[This article belongs to Volume - 54, Issue - 02]
Gongcheng Kexue Yu Jishu/Advanced Engineering Science
Journal ID : AES-16-12-2022-565

Title : INSIDER THREATS DETECTION SYSTEM FOR CLOUD COMPUTING ENVIRONMENT (CC) USING DEEP CONVOLUTIONAL NEURAL NETWORK
S. Nivetha, Dr. R. Saminathan, V. Mahavaishnavi

Abstract :

An organisation is more susceptible to a malicious insider threat. Because a malicious insider can have a significant negative impact on the data loss, it is essential to find them. Malicious insider threats are rare but extremely devastating. The primary goal of this research is to, identify the internal danger posed by hostile individuals in a business. Detecting malicious insider threats in cloud computing environment making use of Deep Convolutional Neural Network.
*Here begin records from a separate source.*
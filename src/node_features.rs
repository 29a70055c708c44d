use std::fs::File;
use std::io::Read;

use ndarray::Array2;

use crate::error::{GnnError, Result};

/// the categorical features of the nodes, `num_nodes x num_columns` codes
#[derive(Debug, Clone, PartialEq)]
pub struct NodeFeatures {
    pub features: Array2<usize>,
}

impl NodeFeatures {
    ///
    /// # Arguments
    /// * file_name - The name of the file to read
    /// # return
    /// * NodeFeatures - The features of the nodes
    ///
    /// # Description
    /// Reads a file containing the categorical codes of each node.
    /// each line is a node, every line has the same number of codes
    /// example file format:
    /// 0 3 1
    /// 2 0 4
    /// 1 1 0
    pub fn new(file_name: &str) -> Result<Self> {
        let mut file = File::open(file_name)?;
        let mut contents = String::new();
        file.read_to_string(&mut contents)?;
        Self::parse(&contents)
    }

    pub fn parse(contents: &str) -> Result<Self> {
        let mut codes = Vec::new();
        let mut num_columns = None;
        let mut num_nodes = 0;

        for line in contents.lines().filter(|line| !line.trim().is_empty()) {
            let mut line_vec = Vec::new();
            for num in line.split_whitespace() {
                line_vec.push(
                    num.parse::<usize>()
                        .map_err(|e| GnnError::Parse(format!("bad code {}: {}", num, e)))?,
                );
            }
            let expected = *num_columns.get_or_insert(line_vec.len());
            if line_vec.len() != expected {
                return Err(GnnError::ShapeMismatch {
                    what: "feature columns",
                    expected,
                    got: line_vec.len(),
                });
            }
            codes.append(&mut line_vec);
            num_nodes += 1;
        }

        let features = Array2::from_shape_vec((num_nodes, num_columns.unwrap_or(0)), codes)?;
        Ok(NodeFeatures { features })
    }

    pub fn get_features(&self, node_id: usize) -> Vec<usize> {
        self.features.row(node_id).to_vec()
    }

    pub fn len(&self) -> usize {
        self.features.nrows()
    }

    pub fn is_empty(&self) -> bool {
        self.features.nrows() == 0
    }

    pub fn num_columns(&self) -> usize {
        self.features.ncols()
    }
}
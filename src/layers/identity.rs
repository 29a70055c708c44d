use ndarray::{Array2, ArrayViewD};
use rand::rngs::StdRng;

use super::module::Module;

/// a no-op layer, used in place of the normalization when it is disabled
#[derive(Debug, Clone, Default, PartialEq)]
pub struct Identity;

impl Identity {
    pub fn new() -> Self {
        Identity
    }

    pub fn forward(&self, x: Array2<f32>) -> Array2<f32> {
        x
    }
}

impl Module for Identity {
    fn reset_parameters(&mut self, _rng: &mut StdRng) {}

    fn named_parameters(&self) -> Vec<(String, ArrayViewD<'_, f32>)> {
        vec![]
    }
}

#[cfg(test)]
mod tests {
    use super::*;
    use ndarray::array;

    #[test]
    fn test_identity() {
        let identity = Identity::new();
        let x = array![[1.0, -2.0], [3.5, 0.0]];
        assert_eq!(identity.forward(x.clone()), x);
        assert_eq!(identity.num_parameters(), 0);
    }
}
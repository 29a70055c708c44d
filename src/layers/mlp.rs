use enum_as_inner::EnumAsInner;
use itertools::Itertools;
use log::debug;
use ndarray::{Array2, ArrayViewD};
use rand::rngs::StdRng;
use serde::{Deserialize, Serialize};

use super::{
    batch_norm::BatchNorm1d,
    identity::Identity,
    linear::Linear,
    module::{with_prefix, Module},
};
use crate::error::{GnnError, Result};

/// the normalization stage after each linear layer
#[derive(Debug, Clone, EnumAsInner)]
pub enum Norm {
    Batch(BatchNorm1d),
    Identity(Identity),
}

impl Norm {
    fn forward(&mut self, x: Array2<f32>) -> Result<Array2<f32>> {
        match self {
            Norm::Batch(norm) => norm.forward(x),
            Norm::Identity(identity) => Ok(identity.forward(x)),
        }
    }

    fn as_module_mut(&mut self) -> &mut dyn Module {
        match self {
            Norm::Batch(norm) => norm,
            Norm::Identity(identity) => identity,
        }
    }

    fn as_module(&self) -> &dyn Module {
        match self {
            Norm::Batch(norm) => norm,
            Norm::Identity(identity) => identity,
        }
    }
}

/// # Description
/// the configuration of a [`Mlp`]
/// - `nlayer` linear layers, the hidden width is `nin`
/// - `with_norm` puts a batch norm after each linear layer, otherwise an identity
/// - `with_final_activation` applies norm and relu after the last layer too
/// - `bias` only matters for the last layer, see [`Mlp::new`]
/// - `residual` adds the input to the output when `nin == nout`; off by default
#[derive(Debug, Clone, PartialEq, Serialize, Deserialize)]
pub struct MlpConfig {
    pub nin: usize,
    pub nout: usize,
    pub nlayer: usize,
    pub with_final_activation: bool,
    pub with_norm: bool,
    pub bias: bool,
    pub residual: bool,
}

impl MlpConfig {
    pub fn new(nin: usize, nout: usize) -> Self {
        MlpConfig {
            nin,
            nout,
            nlayer: 2,
            with_final_activation: true,
            with_norm: true,
            bias: true,
            residual: false,
        }
    }

    pub fn nlayer(mut self, nlayer: usize) -> Self {
        self.nlayer = nlayer;
        self
    }

    pub fn with_final_activation(mut self, with_final_activation: bool) -> Self {
        self.with_final_activation = with_final_activation;
        self
    }

    pub fn with_norm(mut self, with_norm: bool) -> Self {
        self.with_norm = with_norm;
        self
    }

    pub fn bias(mut self, bias: bool) -> Self {
        self.bias = bias;
        self
    }

    pub fn residual(mut self, residual: bool) -> Self {
        self.residual = residual;
        self
    }
}

/// # Description
/// a stack of linear layers, each followed by a normalization and a relu
/// - the last layer gets the normalization and relu only with `with_final_activation`
#[derive(Debug, Clone)]
pub struct Mlp {
    layers: Vec<Linear>,
    norms: Vec<Norm>,
    config: MlpConfig,
}

impl Mlp {
    /// # Description
    /// build the layers of the mlp
    /// - only the last layer can have a bias, and only when
    ///   (no final activation and `bias`) or normalization is disabled
    /// - with normalization on, the shift of the batch norm replaces the bias
    ///
    /// # Example
    /// ```
    /// use gnn_agg::layers::{Mlp, MlpConfig};
    /// use rand::{rngs::StdRng, SeedableRng};
    /// let mut rng = StdRng::seed_from_u64(0);
    /// let mlp = Mlp::new(MlpConfig::new(16, 4).nlayer(3), &mut rng).unwrap();
    /// assert_eq!(mlp.nlayer(), 3);
    /// ```
    pub fn new(config: MlpConfig, rng: &mut StdRng) -> Result<Self> {
        if config.nlayer == 0 {
            return Err(GnnError::InvalidConfig(
                "mlp needs at least one layer".to_string(),
            ));
        }
        let n_hid = config.nin;
        let last = config.nlayer - 1;
        let layers = (0..config.nlayer)
            .map(|i| {
                let nin = if i == 0 { config.nin } else { n_hid };
                let nout = if i < last { n_hid } else { config.nout };
                let bias = (i == last && !config.with_final_activation && config.bias)
                    || !config.with_norm;
                Linear::new(nin, nout, bias, rng)
            })
            .collect();
        let norms = (0..config.nlayer)
            .map(|i| {
                let width = if i < last { n_hid } else { config.nout };
                if config.with_norm {
                    Norm::Batch(BatchNorm1d::new(width))
                } else {
                    Norm::Identity(Identity::new())
                }
            })
            .collect();
        Ok(Mlp {
            layers,
            norms,
            config,
        })
    }

    pub fn config(&self) -> &MlpConfig {
        &self.config
    }

    pub fn nlayer(&self) -> usize {
        self.layers.len()
    }

    pub fn layers(&self) -> &[Linear] {
        &self.layers
    }

    pub fn layers_mut(&mut self) -> &mut [Linear] {
        &mut self.layers
    }

    pub fn norms(&self) -> &[Norm] {
        &self.norms
    }

    /// `x` is `n x nin`, the result is `n x nout`
    pub fn forward(&mut self, x: Array2<f32>) -> Result<Array2<f32>> {
        let nlayer = self.layers.len();
        let residual = self.config.residual && self.config.nin == self.config.nout;
        let previous_x = if residual { Some(x.clone()) } else { None };

        let mut x = x;
        for (i, (layer, norm)) in self
            .layers
            .iter()
            .zip_eq(self.norms.iter_mut())
            .enumerate()
        {
            x = layer.forward(&x)?;
            if i < nlayer - 1 || self.config.with_final_activation {
                x = norm.forward(x)?;
                x.mapv_inplace(|v| v.max(0.0));
            }
        }

        if let Some(previous_x) = previous_x {
            x += &previous_x;
        }
        debug!("mlp output: {:?}", x.dim());
        Ok(x)
    }
}

impl Module for Mlp {
    fn reset_parameters(&mut self, rng: &mut StdRng) {
        for (layer, norm) in self.layers.iter_mut().zip_eq(self.norms.iter_mut()) {
            layer.reset_parameters(rng);
            norm.as_module_mut().reset_parameters(rng);
        }
    }

    fn named_parameters(&self) -> Vec<(String, ArrayViewD<'_, f32>)> {
        let layers = self.layers.iter().enumerate().flat_map(|(i, layer)| {
            with_prefix(&format!("layers.{}", i), layer.named_parameters())
        });
        let norms = self.norms.iter().enumerate().flat_map(|(i, norm)| {
            with_prefix(&format!("norms.{}", i), norm.as_module().named_parameters())
        });
        layers.chain(norms).collect()
    }

    fn train(&mut self, training: bool) {
        for norm in self.norms.iter_mut() {
            norm.as_module_mut().train(training);
        }
    }
}

#[cfg(test)]
mod tests {
    use super::*;
    use ndarray::array;
    use rand::SeedableRng;

    fn rng() -> StdRng {
        StdRng::seed_from_u64(3)
    }

    #[test]
    fn test_bias_policy() {
        let mlp = Mlp::new(MlpConfig::new(4, 2).nlayer(3), &mut rng()).unwrap();
        assert!(mlp.layers().iter().all(|l| !l.has_bias()));

        let config = MlpConfig::new(4, 2).nlayer(3).with_final_activation(false);
        let mlp = Mlp::new(config.clone(), &mut rng()).unwrap();
        let biases = mlp.layers().iter().map(|l| l.has_bias()).collect_vec();
        assert_eq!(biases, vec![false, false, true]);

        let mlp = Mlp::new(config.bias(false), &mut rng()).unwrap();
        assert!(mlp.layers().iter().all(|l| !l.has_bias()));

        let config = MlpConfig::new(4, 2).nlayer(3).with_norm(false).bias(false);
        let mlp = Mlp::new(config, &mut rng()).unwrap();
        assert!(mlp.layers().iter().all(|l| l.has_bias()));
        assert!(mlp.norms().iter().all(|n| n.as_identity().is_some()));
    }

    #[test]
    fn test_widths() {
        let mut mlp = Mlp::new(MlpConfig::new(5, 3).nlayer(2), &mut rng()).unwrap();
        assert_eq!(mlp.layers()[0].out_features(), 5);
        assert_eq!(mlp.layers()[1].out_features(), 3);
        assert_eq!(mlp.norms()[1].as_batch().unwrap().num_features(), 3);
        let out = mlp.forward(Array2::ones((7, 5))).unwrap();
        assert_eq!(out.dim(), (7, 3));
        assert!(out.iter().all(|&v| v >= 0.0));
    }

    #[test]
    fn test_single_affine_layer_is_monotonic() {
        let config = MlpConfig::new(3, 3)
            .nlayer(1)
            .with_final_activation(false)
            .with_norm(false);
        let mut mlp = Mlp::new(config, &mut rng()).unwrap();
        let x = Array2::ones((2, 3));
        let y1 = mlp.forward(x.clone()).unwrap();
        let y2 = mlp.forward(&x * 2.0).unwrap();
        let y3 = mlp.forward(&x * 3.0).unwrap();
        // affine: the response to a scaled input changes linearly
        let d1 = &y2 - &y1;
        let d2 = &y3 - &y2;
        assert!(d1.iter().zip(d2.iter()).all(|(a, b)| (a - b).abs() < 1e-5));
        let weight_sums = mlp.layers()[0].weight().sum_axis(ndarray::Axis(1));
        for (j, w) in weight_sums.iter().enumerate() {
            if w.abs() > 1e-6 {
                assert_eq!(y2[[0, j]] > y1[[0, j]], *w > 0.0);
            }
        }
    }

    #[test]
    fn test_residual_is_opt_in() {
        let config = MlpConfig::new(2, 2).nlayer(1).with_norm(false);
        let mut plain = Mlp::new(config.clone(), &mut rng()).unwrap();
        let mut residual = Mlp::new(config.residual(true), &mut rng()).unwrap();
        let x = array![[1.0, 2.0], [-1.0, 0.5]];
        let diff = residual.forward(x.clone()).unwrap() - plain.forward(x.clone()).unwrap();
        assert!(diff.iter().zip(x.iter()).all(|(d, v)| (d - v).abs() < 1e-6));
    }

    #[test]
    fn test_zero_layers_rejected() {
        assert!(matches!(
            Mlp::new(MlpConfig::new(2, 2).nlayer(0), &mut rng()),
            Err(GnnError::InvalidConfig(_))
        ));
    }
}
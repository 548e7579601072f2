use std::time::Duration;

use tokio::time::Instant;

/// Quiet period before a search term is committed.
pub const DEFAULT_DEBOUNCE: Duration = Duration::from_millis(500);

/// Single-shot resettable timer holding the latest value.
///
/// Every `push` replaces the pending value and restarts the timer; only
/// the most recent value is ever released.
#[derive(Debug)]
pub struct Debouncer<T> {
    delay: Duration,
    pending: Option<(T, Instant)>,
}

impl<T> Debouncer<T> {
    pub fn new(delay: Duration) -> Self {
        Self {
            delay,
            pending: None,
        }
    }

    pub fn delay(&self) -> Duration {
        self.delay
    }

    pub fn push(&mut self, value: T, now: Instant) {
        self.pending = Some((value, now + self.delay));
    }

    /// When the pending value becomes due, if there is one.
    pub fn deadline(&self) -> Option<Instant> {
        self.pending.as_ref().map(|(_, due)| *due)
    }

    pub fn is_pending(&self) -> bool {
        self.pending.is_some()
    }

    /// Release the pending value if its quiet period has elapsed.
    pub fn poll(&mut self, now: Instant) -> Option<T> {
        match &self.pending {
            Some((_, due)) if *due <= now => self.pending.take().map(|(value, _)| value),
            _ => None,
        }
    }

    /// Release the pending value immediately.
    pub fn flush(&mut self) -> Option<T> {
        self.pending.take().map(|(value, _)| value)
    }
}

impl<T> Default for Debouncer<T> {
    fn default() -> Self {
        Self::new(DEFAULT_DEBOUNCE)
    }
}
Malicious insider threats are very hazardous to every cloud based organization. Detecting such threat is essential for ensuring security of an organization. Malicious insider threat incidents cause major damages to any organization. Earlier existing methods are lack in real time detection of threats. In this research work, Deep Convolutional Neural Network (DCNN) is utilized for enhancing security in cloud environment by combating against malicious insider threats and anomalies. It involves in the process of malicious insider threat prediction as well as classification malicious activity from non malicious activities. Anomaly score and threshold values are utilized for classifying threats from the legitimate environment.